I blogged yesterday that I am going to write some posts inspired by Glennon Doyle’s new memoir Untamed so by god, that is what I am going to do.
My inner Resistance is putting up a hell of a fight. I love the idea of Resistance. Steven Pressfield first introduced me to the concept (and I think he coined the term as well). I have read a lot of Pressfield’s books, but I am 90% certain it’s in The War of Art. If you are a creative, you should read something by Pressfield. ANYWAY, Resistance is the force that keeps you from doing the creative work you are meant to do. Sometimes it manifests as the voice in your head. Sometimes it manifests as physical illness. Or sometimes it manifests as a series of ridiculous events that consume your time and keep your butt away from the desk, easel or wherever it is that you create.
Resistance is a bitch.
And she has been putting up a helluva fight ever since I decided yesterday that I should start blogging about the books that inspire me. First, she tempted me with blog post ideas that are less personal. Blog about your favorite pandemic hobbies! That would help someone. Or, ooh, I know! Blog about the health benefits of cardio. I added the ideas to my list of possible future posts, and then told my Resistance that I was still going to blog about Untamed.
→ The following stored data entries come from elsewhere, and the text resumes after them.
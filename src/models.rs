use regex::Regex;
use serde::{Deserialize, Serialize};
use std::sync::LazyLock;
use thiserror::Error;

/// World Bank indicator id for GDP in current US$.
pub const GDP_INDICATOR: &str = "NY.GDP.MKTP.CD";

/// ISO3 code of the only country this crate charts.
pub const INDIA_ISO3: &str = "IND";

/// The API reports GDP in US$; observations carry billions of US$.
pub const USD_PER_BILLION: f64 = 1.0e9;

/// Metadata section returned by the API (position 0).
#[derive(Debug, Clone, Serialize, Deserialize)]
pub struct Meta {
    pub page: u32,
    pub pages: u32,
    /// Some responses encode `per_page` as a string, others as a number.
    /// Accept both and normalize to `u32`.
    #[serde(deserialize_with = "de_u32_from_string_or_number")]
    pub per_page: u32,
    pub total: u32,
}

/// Serde helper: parse `u32` from either a JSON number or a string.
fn de_u32_from_string_or_number<'de, D>(deserializer: D) -> Result<u32, D::Error>
where
    D: serde::Deserializer<'de>,
{
    use serde::de::{self, Visitor};
    struct U32Visitor;

    impl<'de> Visitor<'de> for U32Visitor {
        type Value = u32;

        fn expecting(&self, f: &mut std::fmt::Formatter) -> std::fmt::Result {
            write!(f, "a string or integer representing a non-negative number")
        }

        fn visit_u64<E>(self, v: u64) -> Result<Self::Value, E>
        where
            E: de::Error,
        {
            u32::try_from(v).map_err(E::custom)
        }

        fn visit_i64<E>(self, v: i64) -> Result<Self::Value, E>
        where
            E: de::Error,
        {
            u32::try_from(v).map_err(|_| E::custom("negative or oversized value for u32"))
        }

        fn visit_str<E>(self, s: &str) -> Result<Self::Value, E>
        where
            E: de::Error,
        {
            s.trim().parse::<u32>().map_err(E::custom)
        }
    }

    deserializer.deserialize_any(U32Visitor)
}

/// Serde helper: observation values arrive as a number, a numeric string, or `null`.
fn de_opt_f64_from_string_or_number<'de, D>(deserializer: D) -> Result<Option<f64>, D::Error>
where
    D: serde::Deserializer<'de>,
{
    use serde::de::{self, Visitor};
    struct OptF64Visitor;

    impl<'de> Visitor<'de> for OptF64Visitor {
        type Value = Option<f64>;

        fn expecting(&self, f: &mut std::fmt::Formatter) -> std::fmt::Result {
            write!(f, "a number, a numeric string, or null")
        }

        fn visit_unit<E>(self) -> Result<Self::Value, E>
        where
            E: de::Error,
        {
            Ok(None)
        }

        fn visit_none<E>(self) -> Result<Self::Value, E>
        where
            E: de::Error,
        {
            Ok(None)
        }

        fn visit_f64<E>(self, v: f64) -> Result<Self::Value, E>
        where
            E: de::Error,
        {
            Ok(Some(v))
        }

        fn visit_i64<E>(self, v: i64) -> Result<Self::Value, E>
        where
            E: de::Error,
        {
            Ok(Some(v as f64))
        }

        fn visit_u64<E>(self, v: u64) -> Result<Self::Value, E>
        where
            E: de::Error,
        {
            Ok(Some(v as f64))
        }

        fn visit_str<E>(self, s: &str) -> Result<Self::Value, E>
        where
            E: de::Error,
        {
            let s = s.trim();
            if s.is_empty() {
                return Ok(None);
            }
            s.parse::<f64>().map(Some).map_err(E::custom)
        }
    }

    deserializer.deserialize_any(OptF64Visitor)
}

#[derive(Debug, Clone, Default, Serialize, Deserialize)]
pub struct CodeName {
    pub id: String,
    pub value: String,
}

/// Raw entry from the API (position 1 array).
#[derive(Debug, Clone, Serialize, Deserialize)]
pub struct Entry {
    #[serde(default)]
    pub indicator: CodeName,
    #[serde(default)]
    pub country: CodeName,
    #[serde(default)]
    pub countryiso3code: String,
    pub date: String,
    #[serde(default, deserialize_with = "de_opt_f64_from_string_or_number")]
    pub value: Option<f64>,
    pub unit: Option<String>,
    #[serde(rename = "obs_status")]
    pub obs_status: Option<String>,
    pub decimal: Option<i32>,
}

/// Reasons a raw entry cannot become an [`Observation`].
#[derive(Debug, Clone, PartialEq, Error)]
pub enum NormalizeError {
    /// The API reported no value for this date (not yet published).
    #[error("no value reported for {date}")]
    MissingValue { date: String },
    #[error("unparseable date: {0:?}")]
    UnparseableDate(String),
    #[error("invalid GDP value {value} for {date}")]
    InvalidValue { date: String, value: f64 },
}

static LEADING_YEAR: LazyLock<Regex> =
    LazyLock::new(|| Regex::new(r"^\s*(\d{4})").expect("valid year regex"));

/// Extract the calendar year from an API date such as `"2023"` or `"2023-01-01"`.
pub fn parse_year(date: &str) -> Option<i32> {
    LEADING_YEAR
        .captures(date)
        .and_then(|c| c.get(1))
        .and_then(|m| m.as_str().parse::<i32>().ok())
}

/// One normalized GDP data point.
#[derive(Debug, Clone, Serialize, Deserialize, PartialEq)]
pub struct Observation {
    /// Date string exactly as reported by the API.
    pub date: String,
    /// GDP in billions of US$.
    pub value: f64,
    pub year: i32,
}

impl Observation {
    pub fn new(date: impl Into<String>, value: f64, year: i32) -> Self {
        Self {
            date: date.into(),
            value,
            year,
        }
    }
}

impl TryFrom<Entry> for Observation {
    type Error = NormalizeError;

    fn try_from(e: Entry) -> Result<Self, Self::Error> {
        let year = parse_year(&e.date).ok_or_else(|| NormalizeError::UnparseableDate(e.date.clone()))?;
        let raw = e
            .value
            .ok_or_else(|| NormalizeError::MissingValue { date: e.date.clone() })?;
        if !raw.is_finite() || raw < 0.0 {
            return Err(NormalizeError::InvalidValue {
                date: e.date,
                value: raw,
            });
        }
        Ok(Self {
            value: raw / USD_PER_BILLION,
            date: e.date,
            year,
        })
    }
}

/// GDP observations ordered most recent first.
///
/// A `Series` is never mutated once built; range filtering produces a new one.
#[derive(Debug, Clone, Default, PartialEq, Serialize, Deserialize)]
#[serde(transparent)]
pub struct Series {
    observations: Vec<Observation>,
}

impl Series {
    /// Wrap observations that are already in descending date order.
    pub fn new(observations: Vec<Observation>) -> Self {
        Self { observations }
    }

    /// Build a series from observations in any order (stable sort, newest first).
    pub fn from_unordered(mut observations: Vec<Observation>) -> Self {
        observations.sort_by(|a, b| b.year.cmp(&a.year));
        Self { observations }
    }

    pub fn observations(&self) -> &[Observation] {
        &self.observations
    }

    pub fn iter(&self) -> std::slice::Iter<'_, Observation> {
        self.observations.iter()
    }

    pub fn len(&self) -> usize {
        self.observations.len()
    }

    pub fn is_empty(&self) -> bool {
        self.observations.is_empty()
    }

    /// Most recent observation.
    pub fn latest(&self) -> Option<&Observation> {
        self.observations.first()
    }

    /// Largest value, used for y-axis scaling.
    pub fn max_value(&self) -> Option<f64> {
        self.observations
            .iter()
            .map(|o| o.value)
            .fold(None, |acc, v| Some(acc.map_or(v, |m: f64| m.max(v))))
    }

    /// `(oldest, newest)` year.
    pub fn year_span(&self) -> Option<(i32, i32)> {
        let min = self.observations.iter().map(|o| o.year).min()?;
        let max = self.observations.iter().map(|o| o.year).max()?;
        Some((min, max))
    }
}

impl FromIterator<Observation> for Series {
    fn from_iter<I: IntoIterator<Item = Observation>>(iter: I) -> Self {
        Self::new(iter.into_iter().collect())
    }
}

impl<'a> IntoIterator for &'a Series {
    type Item = &'a Observation;
    type IntoIter = std::slice::Iter<'a, Observation>;

    fn into_iter(self) -> Self::IntoIter {
        self.observations.iter()
    }
}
Then my Resistance got personal.
You are not ready, she said. This is too vulnerable and uncomfortable. You have a lot of ideas and you need to think them through. Write about them in your journal, if you must, but don’t put them on your blog. Then you are committed to what you have blogged and if you change your mind-
Then I might as well never write another word, because as Doyle writes so beautifully:
I am a human being, meant to be in perpetual becoming. If I am living bravely, my entire life will become a million deaths and rebirths. My goal is not to remain the same but to live in such a way that each day, year, moment, relationship, conversation and crisis is the material I use to become a truer, more beautiful version of myself. The goal is to surrender, constantly, who I just was in order to become who this next moment calls me to be.
Untamed, pg. 77.
This. Wow. All my adult life, I have clung to the idea that I would make one more change and that change would be The Getting Together Of All My Shit and then I’d be done with self-transformation. I’d have everything figured out, end movie, play the credits, nothing more to see here.
I went to law school convinced I had figured out my career and life.
But being a lawyer made me miserable. I could feel my soul screaming for fresh air. So I left the law — sort of, that’s a long story — and started a novel. I was making some money working part-time as a lawyer from home while having plenty of time to write things that lit me up inside. I felt better than I had in years. Surely I had figured everything out.
But then I had a baby and fell into the darkness of postpartum depression. That experience transformed me. I emerged from the darkness less anxious, less apologetic, more me. I published a memoir about it, so surely that meant it was time to roll the credits on the story of my life. At last, I could get down to the business of Happily Ever After and not be so preoccupied with personal transformation.
Except now I am 41, and I realize that Happily Ever After is not what I want. What I want is the work of personal transformation until the day I draw my final breath. Glennon Doyle says it perfectly:
I am here to keep becoming truer, more beautiful versions of myself again and again forever. To be alive is to be in a perpetual state of revolution.
Untamed, pg. 51
I am meant to write about my personal journey and transformation. And that means things I write today may not hold true for me tomorrow. Hell, writing this post might lead to the realization that I am meant to not write about my personal journey and transformation.
This makes me uncomfortable, but hey, I was also uncomfortable the first time I told a group of women that I had postpartum depression. Those first months of my recovery from PPD, every time I told someone that I had a mental illness, I felt as if I was confessing some great crime. But the discomfort eventually faded, and now telling someone that I had PPD feels as comfortable as wearing my favorite sweatshirt. Maybe this sort of writing will eventually become comfortable as well.
Here is something I have learned: the more Resistance fights something I want to do, the more important it is that I roll up my sleeves and get to work.
I am so grateful that Glennon Doyle had the courage to write not one, not two but three memoirs. I have only read her second and third books, but wow, the difference between the two is so great, they could have been written by two different people.
And that is incredible. Doyle wrote a wildly successful memoir and it would have been so easy for her to stay stagnant, and keep writing the same thing, rather than disappoint her followers. I confess, I have sometimes felt paralyzed by the work I have done as an advocate for maternal mental health. My spirituality has been exploding, but I thought: how can I write about spirituality if it’s not helpful for moms with PPD? So instead of writing about my spirituality, and current adventures, I ended my PPD podcast and blogged very, very rarely.
Fortunately, the crisis of sheltering-at-home during the Covid-19 pandemic pushed me to a point where I could no longing ignore my call to blog.
And now, with her memoir Untamed, Glennon Doyle has shown me how to be a writer in a flow of “perpetual becoming.” I can write what I feel called to write today, and not worry about how if it fits perfectly with Future Courtney. All this work is necessary to keep becoming my truest, most beautiful self.